The 4-byte UTF-8 values are in the second and subsequent planes, called "Supplementary Multilingual Planes". They include historical character sets such as Egyptian hieroglyphs, cuneiform, musical and mathematical symbols, Emoji, gaming symbols, Ancient Arabic and Persian, and many others.

http://en.wikipedia.org/wiki/Plane_(Unicode)


> I always viewed the codepage as "the bunch of chars on top of ascii", e.g. cp1252 (latin-1) is ascii (0-127) +  another 128 characters that are used in Europe (euro sign, Scandinavian and Mediterranean (Spanish), but not Slavian chars).

Well, that's certainly common, but not all legacy encodings are supersets of ASCII. For example:

http://en.wikipedia.org/wiki/Big5

although I see that Python's implementation of Big5 is *technically* incorrect, although *practically* useful, as it does include ASCII.
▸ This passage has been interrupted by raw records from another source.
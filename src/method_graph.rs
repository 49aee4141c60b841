use crate::context::ExecutionGraph;
use crate::method::MethodImplementation;
use crate::ops::Op;
use log::{debug, info};
use rangemap::RangeMap;
use std::collections::BTreeSet;

/// Piecewise map from an old address to the number of code units removed before it.
#[derive(Debug, Default)]
struct AddressShift {
    removed_before: RangeMap<u32, u32>,
}

impl AddressShift {
    // `removed` must be ascending.
    fn new(removed: &[&Op]) -> Self {
        let mut removed_before = RangeMap::new();
        let mut total = 0;
        for op in removed {
            total += op.code_units();
            removed_before.insert(op.address() + 1..u32::MAX, total);
        }
        AddressShift { removed_before }
    }

    /// A removed address maps to wherever the next surviving instruction lands.
    fn relocate(&self, address: u32) -> u32 {
        address - self.removed_before.get(&address).copied().unwrap_or(0)
    }
}

/// A method together with the execution graph computed for it.
///
/// This is the only place instructions get removed, so the instruction list, the try/catch
/// table and the graph always agree on addresses.
#[derive(Debug, Clone)]
pub struct MethodBackedGraph {
    method: MethodImplementation,
    graph: ExecutionGraph,
}

impl MethodBackedGraph {
    pub fn new(method: MethodImplementation, graph: ExecutionGraph) -> Self {
        MethodBackedGraph { method, graph }
    }

    pub fn method(&self) -> &MethodImplementation {
        &self.method
    }

    pub fn graph(&self) -> &ExecutionGraph {
        &self.graph
    }

    pub fn addresses(&self) -> Vec<u32> {
        self.method.addresses()
    }

    pub fn op_at(&self, address: u32) -> Option<&Op> {
        self.method.op_at(address)
    }

    /// Removes the instructions at `addresses` and shifts every later address, branch target and
    /// try/catch bound down by the removed width. Nodes at removed addresses are spliced out of
    /// the graph. Addresses without an instruction are ignored.
    pub fn remove_instructions(&mut self, addresses: &[u32]) {
        let doomed: BTreeSet<u32> = addresses
            .iter()
            .copied()
            .filter(|a| self.method.op_at(*a).is_some())
            .collect();
        if doomed.is_empty() {
            return;
        }

        let removed: Vec<&Op> = doomed.iter().filter_map(|a| self.method.op_at(*a)).collect();
        for op in &removed {
            debug!("removing {} @{}", op, op.address());
        }
        let shift = AddressShift::new(&removed);

        self.method.remove_ops(&doomed, |a| shift.relocate(a));
        self.graph.remove_nodes_at(&doomed, |a| shift.relocate(a));
        info!("removed {} instructions from {}", doomed.len(), self.method.descriptor());
    }
}

#[cfg(test)]
mod tests {
    use super::*;
    use crate::opcodes::find_opcode;
    use crate::ops::OpKind;

    #[test]
    fn shift_is_piecewise() {
        let nop = find_opcode("nop").unwrap();
        let wide = find_opcode("const-wide").unwrap();
        let a = Op::new(2, nop, OpKind::Nop);
        let b = Op::new(6, wide, OpKind::Nop);
        let shift = AddressShift::new(&[&a, &b]);

        assert_eq!(shift.relocate(0), 0);
        assert_eq!(shift.relocate(2), 2);
        assert_eq!(shift.relocate(3), 2);
        assert_eq!(shift.relocate(6), 5);
        assert_eq!(shift.relocate(11), 5);
        assert_eq!(shift.relocate(20), 14);
    }
}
> A certain locale implies a certain codepage (on Windows), but where does the locale category LC_CTYPE fit in this story?

No idea :-)




>> UTF-8
>> UTF-16
>> UTF-32 (also sometimes known as UCS-4)
>>
>> plus at least one older, obsolete encoding, UCS-2.
>
> Isn't UCS-2 the internal unicode encoding for CPython (narrow builds)? Or maybe this is a different abbreviation. I read about bit multilingual plane (BMP) and surrogate pairs and all. The author suggested that messing with surrogate pairs is a topic to dive into in case one's nail bed is being derusted. I wholeheartedly agree.

UCS-2 is a fixed-width encoding that is identical to UTF-16 for code points up to U+FFFF. It differs from UTF-16 in that it *cannot* encode code points U+10000 and higher, in other words, it does not support surrogate pairs. So UCS-2 is obsolete in the sense it doesn't include the whole set of Unicode characters.

In Python 3.2 and older, Python has a choice between a *narrow build* that uses UTF-16 (including surrogates) for strings in memory, or a *wide build* that uses UTF-32. The choice is made when you compile the Python interpreter. Other programming languages may use other systems.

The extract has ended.